The name Flying Lotus is enough of a guarantee that you’re about to bear witness to an awesome party. Tonight though, it was Steven Ellison — the man behind Flying Lotus and Captain Murphy — who took the stage, thinking, “I don’t know if this mic will make it through the night.”

An uncompromising force still in his creative prime, Ellison transformed the Forum into his own elegant art project, breaking the boundaries between art and dance. The end product was one that was skewered down the middle like an identity crisis in the best possible way.

For the ravers, flailers, and tweakers who were looking to dance like everyone is looking, it meant Ellison’s experimental cuts were present, but seemed few and far between amid the glitching nu-jazz tracks that pushed the envelope of textured samples, and which may be better suited soundtracking an art gallery than the dance floor. One example of the latter was the lesser known Queen cut The Fairy Feller’s Master-Stroke, carved out and filled with enough bass to make the Forum shake.

Nonetheless, even during the more “arty” and less danceable tracks, the audience remained compelled by FlyLo’s stunning Layer 3 show. Aided by visual artists Strangeloop and Timeboy, FlyLo was positioned between two transparent scrims, flanked by intense strobe lights, with separate visuals projected onto each scrim, creating a 3D effect on the dance floor. It perfectly complemented the kind of astral projection FlyLo aims for, especially when Ellison’s silhouette triumphantly raised its arms over its head and told Melbourne to “Bounce, bounce.”

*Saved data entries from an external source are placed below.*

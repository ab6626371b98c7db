//! 睡眠锁
//!
//! 锁被占用时，请求者被挂起直到持有者释放。
//!
//! 启用 `std`（以及单元测试）时基于 `Mutex<bool>` + `Condvar` 实现，
//! 等待线程真正让出处理器。`no_std` 下没有可用的调度器，
//! 退化为原子标志加 `spin_loop` 退避；接入内核时应在此处替换为
//! 基于进程 sleep/wakeup 的实现。

use core::cell::UnsafeCell;
use core::fmt;
use core::marker::PhantomData;
use core::ops::{Deref, DerefMut};

use self::raw::RawSleepLock;

/// 睡眠锁
pub struct SleepLock<T: ?Sized> {
    raw: RawSleepLock,
    name: &'static str,
    data: UnsafeCell<T>,
}

// 数据只会经由守卫独占访问
unsafe impl<T: ?Sized + Send> Sync for SleepLock<T> {}

impl<T> SleepLock<T> {
    /// 创建睡眠锁，`name` 仅用于诊断
    pub fn new(data: T, name: &'static str) -> Self {
        Self {
            raw: RawSleepLock::new(),
            name,
            data: UnsafeCell::new(data),
        }
    }
}

impl<T: ?Sized> SleepLock<T> {
    /// 获取锁，锁被占用时挂起当前线程
    pub fn lock(&self) -> SleepLockGuard<'_, T> {
        self.raw.lock();
        SleepLockGuard {
            lock: self,
            _marker: PhantomData,
        }
    }

    /// 尝试获取锁，不阻塞
    pub fn try_lock(&self) -> Option<SleepLockGuard<'_, T>> {
        if self.raw.try_lock() {
            Some(SleepLockGuard {
                lock: self,
                _marker: PhantomData,
            })
        } else {
            None
        }
    }

    /// 锁当前是否被持有
    pub fn holding(&self) -> bool {
        self.raw.is_locked()
    }

    /// 锁名
    pub fn name(&self) -> &'static str {
        self.name
    }
}

impl<T: ?Sized> fmt::Debug for SleepLock<T> {
    fn fmt(&self, f: &mut fmt::Formatter<'_>) -> fmt::Result {
        f.debug_struct("SleepLock")
            .field("name", &self.name)
            .field("locked", &self.holding())
            .finish()
    }
}

/// 睡眠锁守卫，离开作用域时释放锁并唤醒一个等待者
pub struct SleepLockGuard<'a, T: ?Sized> {
    lock: &'a SleepLock<T>,
    _marker: PhantomData<&'a mut T>,
}

impl<'a, T: ?Sized> SleepLockGuard<'a, T> {
    /// 守卫所属的锁
    pub fn sleep_lock(&self) -> &'a SleepLock<T> {
        self.lock
    }
}

impl<T: ?Sized> Deref for SleepLockGuard<'_, T> {
    type Target = T;

    fn deref(&self) -> &T {
        unsafe { &*self.lock.data.get() }
    }
}

impl<T: ?Sized> DerefMut for SleepLockGuard<'_, T> {
    fn deref_mut(&mut self) -> &mut T {
        unsafe { &mut *self.lock.data.get() }
    }
}

impl<T: ?Sized> Drop for SleepLockGuard<'_, T> {
    fn drop(&mut self) {
        self.lock.raw.unlock();
    }
}

#[cfg(any(test, feature = "std"))]
mod raw {
    use std::sync::{Condvar, Mutex, PoisonError};

    pub(super) struct RawSleepLock {
        locked: Mutex<bool>,
        wakeup: Condvar,
    }

    impl RawSleepLock {
        pub(super) const fn new() -> Self {
            Self {
                locked: Mutex::new(false),
                wakeup: Condvar::new(),
            }
        }

        pub(super) fn lock(&self) {
            let mut locked = self.locked.lock().unwrap_or_else(PoisonError::into_inner);
            while *locked {
                locked = self
                    .wakeup
                    .wait(locked)
                    .unwrap_or_else(PoisonError::into_inner);
            }
            *locked = true;
        }

        pub(super) fn try_lock(&self) -> bool {
            let mut locked = self.locked.lock().unwrap_or_else(PoisonError::into_inner);
            if *locked {
                false
            } else {
                *locked = true;
                true
            }
        }

        pub(super) fn unlock(&self) {
            let mut locked = self.locked.lock().unwrap_or_else(PoisonError::into_inner);
            *locked = false;
            drop(locked);
            self.wakeup.notify_one();
        }

        pub(super) fn is_locked(&self) -> bool {
            *self.locked.lock().unwrap_or_else(PoisonError::into_inner)
        }
    }
}

#[cfg(not(any(test, feature = "std")))]
mod raw {
    use core::hint::spin_loop;
    use core::sync::atomic::{AtomicBool, Ordering};

    pub(super) struct RawSleepLock {
        locked: AtomicBool,
    }

    impl RawSleepLock {
        pub(super) const fn new() -> Self {
            Self {
                locked: AtomicBool::new(false),
            }
        }

        pub(super) fn lock(&self) {
            while !self.try_lock() {
                while self.locked.load(Ordering::Relaxed) {
                    spin_loop();
                }
            }
        }

        pub(super) fn try_lock(&self) -> bool {
            self.locked
                .compare_exchange(false, true, Ordering::Acquire, Ordering::Relaxed)
                .is_ok()
        }

        pub(super) fn unlock(&self) {
            self.locked.store(false, Ordering::Release);
        }

        pub(super) fn is_locked(&self) -> bool {
            self.locked.load(Ordering::Relaxed)
        }
    }
}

Watch: Flying Lotus’ NEW Stage Set Up – 3D Live Show

In between spinning some of the tracks from his well-received breakthrough, Cosmogramma, and latest effort Until The Quiet Comes, he stated that he “plays shit I actually feel, that means something to me.” On previous Australian trips, it was soul and funk, but tonight it was hip-hop, which manifested itself as his Sealab 2021-inspired alter ego, Captain Murphy.

Cue ScHoolBoy Q, Pusha T, and Drake, eviscerated and packed with trilled synths and pulsing, fluctuating beats. Then, Captain Murphy himself emerged from behind the scrim, mic in hand and drink in tow.

Ellison spat like a newly minted member of OFWGKTA: baritone-voiced, aggressive, and in the zone. His rhymes came out hard and fast, with a flow educated by his FlyLo producer credits. It proved a good shake-up to some of the more straightforward producing work he played earlier, and was well-received by the crowd.

Ellison soundtracked the show with his finger on the pulse, even chucking new, unreleased tracks into the mix. Though they perhaps contributed to making the show a little long-winded, he played them in good humour, knowing full well that Melbourne was on its game and that there would be a high level of appreciation.

Melbourne was on its game but so was Ellison — or is it Flying Lotus? or Captain Murphy? Whoever it was, it was refreshing to witness a genius know his audience so well and not have to dumb anything down.